## Exercise:
Could you print exactly the lines of the listing below, starting at the line that has "pub fn next(&mut" and ending at the line that has "if autoplay.elapsed <", and only those lines?
----
//! # Carousel 模块
//!
//! 截图轮播控制器：有序幻灯片、当前索引、防抖锁。
//!
//! ## 规则
//!
//! - 索引始终有效，`next` / `previous` 在两端回绕
//! - 切换成功后加锁，`settle_delay` 秒后由 [`CarouselController::update`] 解锁
//! - 加锁期间的请求直接丢弃，不排队
//! - 请求当前索引为空操作，不加锁
//!
//! 主图和缩略图条都从同一个 `active_index` 派生（见 [`CarouselController::frame`]），
//! 因此一次写入同时更新两者。

use serde::{Deserialize, Serialize};
use tracing::debug;

use crate::error::CarouselError;

/// 默认稳定延迟（秒）
pub const DEFAULT_SETTLE_DELAY: f32 = 0.5;

/// 非激活幻灯片在主图区域的缩放
const INACTIVE_SCALE: f32 = 0.95;

/// 幻灯片描述
#[derive(Debug, Clone, PartialEq, Eq, Serialize, Deserialize)]
pub struct Slide {
    /// 幻灯片 ID
    pub id: String,
    /// 媒体引用（由渲染表面解析）
    pub media: String,
    /// 说明文字
    pub caption: String,
}

impl Slide {
    pub fn new(id: impl Into<String>, media: impl Into<String>, caption: impl Into<String>) -> Self {
        Self {
            id: id.into(),
            media: media.into(),
            caption: caption.into(),
        }
    }
}

/// 导航结果
///
/// 除 `Moved` 外的结果都不改变状态；调用方可以忽略。
#[derive(Debug, Clone, Copy, PartialEq, Eq)]
pub enum Navigation {
    /// 切换成功
    Moved { from: usize, to: usize },
    /// 已是当前索引
    AlreadyActive,
    /// 正在过渡中，请求被丢弃
    Locked,
    /// 索引越界
    OutOfRange,
}

impl Navigation {
    /// 是否切换成功
    pub fn moved(&self) -> bool {
        matches!(self, Self::Moved { .. })
    }
}

/// 单张幻灯片的渲染状态
#[derive(Debug, Clone, Copy, PartialEq)]
pub struct SlideFrame {
    /// 幻灯片索引
    pub index: usize,
    /// 主图不透明度
    pub opacity: f32,
    /// 主图缩放
    pub scale: f32,
    /// 缩略图是否带激活标记
    pub thumbnail_active: bool,
}

/// 轮播渲染快照
#[derive(Debug, Clone, PartialEq)]
pub struct CarouselFrame {
    /// 当前索引
    pub active_index: usize,
    /// 每张幻灯片的状态
    pub slides: Vec<SlideFrame>,
}

/// 自动播放计时器
#[derive(Debug, Clone)]
struct Autoplay {
    interval: f32,
    elapsed: f32,
}

/// 轮播控制器
#[derive(Debug, Clone)]
pub struct CarouselController {
    /// 幻灯片（构造后不可变）
    slides: Vec<Slide>,
    /// 当前索引
    active_index: usize,
    /// 剩余锁定时间；`Some` 表示已加锁
    lock_remaining: Option<f32>,
    /// 稳定延迟（秒）
    settle_delay: f32,
    /// 自动播放
    autoplay: Option<Autoplay>,
}

impl CarouselController {
    /// 创建轮播，初始索引为 0
    pub fn new(slides: Vec<Slide>, settle_delay: f32) -> Result<Self, CarouselError> {
        if slides.is_empty() {
            return Err(CarouselError::Empty);
        }
        if !settle_delay.is_finite() || settle_delay < 0.0 {
            return Err(CarouselError::InvalidSettleDelay {
                delay: settle_delay,
            });
        }
        Ok(Self {
            slides,
            active_index: 0,
            lock_remaining: None,
            settle_delay,
            autoplay: None,
        })
    }

    /// 开启自动播放
    ///
    /// 每隔 `interval` 秒调用一次 [`CarouselController::next`]，同样受锁约束。
    pub fn with_autoplay(mut self, interval: f32) -> Result<Self, CarouselError> {
        if !interval.is_finite() || interval <= 0.0 {
            return Err(CarouselError::InvalidAutoplayInterval { interval });
        }
        self.autoplay = Some(Autoplay {
            interval,
            elapsed: 0.0,
        });
        Ok(self)
    }

    // ========== 导航 ==========

    /// 切换到指定索引
    pub fn go_to(&mut self, index: usize) -> Navigation {
        if self.is_locked() {
            debug!(index, "轮播过渡中，忽略切换请求");
            return Navigation::Locked;
        }
        if index >= self.slides.len() {
            debug!(index, len = self.slides.len(), "轮播索引越界，忽略");
            return Navigation::OutOfRange;
        }
        if index == self.active_index {
            return Navigation::AlreadyActive;
        }

        let from = self.active_index;
        self.active_index = index;
        self.lock_remaining = Some(self.settle_delay);
        if let Some(autoplay) = self.autoplay.as_mut() {
            autoplay.elapsed = 0.0;
        }

        debug!(from, to = index, "轮播切换");
        Navigation::Moved { from, to: index }
    }

    /// 下一张（末尾回绕到开头）
    pub fn next(&mut self) -> Navigation {
        let len = self.slides.len();
        self.go_to((self.active_index + 1) % len)
    }

    /// 上一张（开头回绕到末尾）
    pub fn previous(&mut self) -> Navigation {
        let len = self.slides.len();
        self.go_to((self.active_index + len - 1) % len)
    }

    // ========== 时间推进 ==========

    /// 推进时间：释放到期的锁，驱动自动播放
    ///
    /// # 返回
    /// 自动播放产生的导航结果（若本帧触发了自动切换）
    pub fn update(&mut self, dt: f32) -> Option<Navigation> {
        if let Some(remaining) = self.lock_remaining {
            let remaining = remaining - dt;
            self.lock_remaining = if remaining > 0.0 { Some(remaining) } else { None };
        }

        let autoplay = self.autoplay.as_mut()?;
        autoplay.elapsed += dt;
        if autoplay.elapsed < autoplay.interval {
            return None;
        }

        // 被锁拦住时保持到期状态，下一帧重试
        let navigation = self.next();
        if navigation == Navigation::Locked {
            return None;
        }
        Some(navigation)
    }

    // ========== 查询方法 ==========

    /// 当前索引
    pub fn active_index(&self) -> usize {
        self.active_index
    }

    /// 当前幻灯片
    pub fn active_slide(&self) -> &Slide {
        &self.slides[self.active_index]
    }

    /// 所有幻灯片
    pub fn slides(&self) -> &[Slide] {
        &self.slides
    }

    /// 幻灯片数量
    pub fn len(&self) -> usize {
        self.slides.len()
    }

    /// 构造时已保证非空，总是返回 `false`
    pub fn is_empty(&self) -> bool {
        self.slides.is_empty()
    }

    /// 是否处于过渡锁定中
    pub fn is_locked(&self) -> bool {
        self.lock_remaining.is_some()
    }

    /// 稳定延迟
    pub fn settle_delay(&self) -> f32 {
        self.settle_delay
    }

    /// 渲染快照：主图与缩略图的激活状态同时由当前索引决定
    pub fn frame(&self) -> CarouselFrame {
        let slides = (0..self.slides.len())
            .map(|index| {
                let active = index == self.active_index;
                SlideFrame {
                    index,
                    opacity: if active { 1.0 } else { 0.0 },
                    scale: if active { 1.0 } else { INACTIVE_SCALE },
                    thumbnail_active: active,
                }
            })
            .collect();

        CarouselFrame {
            active_index: self.active_index,
            slides,
        }
    }
}

#[cfg(test)]
mod tests {
    use super::*;

    fn slides(n: usize) -> Vec<Slide> {
        (0..n)
            .map(|i| Slide::new(format!("s{i}"), format!("screens/{i}.png"), format!("截图 {i}")))
            .collect()
    }

    fn carousel(n: usize) -> CarouselController {
        CarouselController::new(slides(n), DEFAULT_SETTLE_DELAY).unwrap()
    }

    /// 等待锁释放
    fn settle(c: &mut CarouselController) {
        c.update(c.settle_delay());
    }

    #[test]
    fn test_empty_rejected() {
        assert_eq!(
            CarouselController::new(Vec::new(), 0.5).unwrap_err(),
            CarouselError::Empty
        );
        assert!(CarouselController::new(slides(2), -1.0).is_err());
        assert!(carousel(2).with_autoplay(0.0).is_err());
    }

    #[test]
    fn test_next_wraps_through_every_slide() {
        let mut c = carousel(5);
        let mut visited = Vec::new();
        for _ in 0..5 {
            assert!(c.next().moved());
            visited.push(c.active_index());
            settle(&mut c);
        }
        insta::assert_yaml_snapshot!(visited, @r"
        - 1
        - 2
        - 3
        - 4
        - 0
        ");
    }

    #[test]
    fn test_next_cycle_returns_to_start_from_any_index() {
        for start in 0..4 {
            let mut c = carousel(4);
            c.go_to(start);
            settle(&mut c);

            let mut seen = vec![false; 4];
            for _ in 0..4 {
                c.next();
                settle(&mut c);
                assert!(!seen[c.active_index()], "索引 {} 重复访问", c.active_index());
                seen[c.active_index()] = true;
            }
            assert_eq!(c.active_index(), start);
            assert!(seen.iter().all(|s| *s));
        }
    }

    #[test]
    fn test_previous_wraps_from_zero() {
        let mut c = carousel(5);
        assert_eq!(c.previous(), Navigation::Moved { from: 0, to: 4 });
        assert_eq!(c.active_index(), 4);
    }

    #[test]
    fn test_locked_drops_requests() {
        let mut c = carousel(5);
        assert!(c.next().moved());
        assert!(c.is_locked());

        assert_eq!(c.next(), Navigation::Locked);
        assert_eq!(c.previous(), Navigation::Locked);
        assert_eq!(c.go_to(3), Navigation::Locked);
        assert_eq!(c.active_index(), 1);

        // 锁未到期
        c.update(0.3);
        assert!(c.is_locked());
        assert_eq!(c.next(), Navigation::Locked);

        // 到期后解锁，被丢弃的请求不会补发
        c.update(0.2);
        assert!(!c.is_locked());
        assert_eq!(c.active_index(), 1);
        assert!(c.next().moved());
        assert_eq!(c.active_index(), 2);
    }

    #[test]
    fn test_self_transition_never_locks() {
        let mut c = carousel(3);
        assert_eq!(c.go_to(0), Navigation::AlreadyActive);
        assert!(!c.is_locked());
    }

    #[test]
    fn test_single_slide() {
        let mut c = carousel(1);
        assert_eq!(c.next(), Navigation::AlreadyActive);
        assert_eq!(c.previous(), Navigation::AlreadyActive);
        assert!(!c.is_locked());
    }

    #[test]
    fn test_out_of_range_ignored() {
        let mut c = carousel(3);
        assert_eq!(c.go_to(3), Navigation::OutOfRange);
        assert_eq!(c.active_index(), 0);
        assert!(!c.is_locked());
    }

    #[test]
    fn test_frame_main_and_thumbnails_agree() {
        let mut c = carousel(4);
        c.go_to(2);
        let frame = c.frame();
        assert_eq!(frame.active_index, 2);
        for slide in &frame.slides {
            let active = slide.index == 2;
            assert_eq!(slide.thumbnail_active, active);
            assert_eq!(slide.opacity == 1.0, active);
        }
        assert_eq!(frame.slides.iter().filter(|s| s.thumbnail_active).count(), 1);
        assert_eq!(c.active_slide().id, "s2");
    }

    #[test]
    fn test_autoplay_respects_lock() {
        let mut c = carousel(3).with_autoplay(2.0).unwrap();

        assert_eq!(c.update(1.9), None);
        assert_eq!(c.update(0.2), Some(Navigation::Moved { from: 0, to: 1 }));

        // 用户操作重置自动播放计时
        settle(&mut c);
        c.update(1.0);
        assert!(c.next().moved());
        assert_eq!(c.update(1.6), None);
        assert_eq!(c.active_index(), 2);
        assert_eq!(c.update(0.5), Some(Navigation::Moved { from: 2, to: 0 }));
    }

    #[test]
    fn test_autoplay_retries_after_lock() {
        let mut c = CarouselController::new(slides(3), 1.0)
            .unwrap()
            .with_autoplay(0.5)
            .unwrap();

        assert!(c.next().moved());
        // 自动播放到期时仍在锁定中：丢弃本次，保持到期
        assert_eq!(c.update(0.6), None);
        assert_eq!(c.active_index(), 1);
        // 解锁后的下一帧立即切换
        assert_eq!(c.update(0.5), Some(Navigation::Moved { from: 1, to: 2 }));
    }
}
----
## Your solution:
    pub fn next(&mut self) -> Navigation {
        let len = self.slides.len();
        self.go_to((self.active_index + 1) % len)
    }

    /// 上一张（开头回绕到末尾）
    pub fn previous(&mut self) -> Navigation {
        let len = self.slides.len();
        self.go_to((self.active_index + len - 1) % len)
    }

    // ========== 时间推进 ==========

    /// 推进时间：释放到期的锁，驱动自动播放
    ///
    /// # 返回
    /// 自动播放产生的导航结果（若本帧触发了自动切换）
    pub fn update(&mut self, dt: f32) -> Option<Navigation> {
        if let Some(remaining) = self.lock_remaining {
            let remaining = remaining - dt;
            self.lock_remaining = if remaining > 0.0 { Some(remaining) } else { None };
        }

        let autoplay = self.autoplay.as_mut()?;
        autoplay.elapsed += dt;
        if autoplay.elapsed < autoplay.interval {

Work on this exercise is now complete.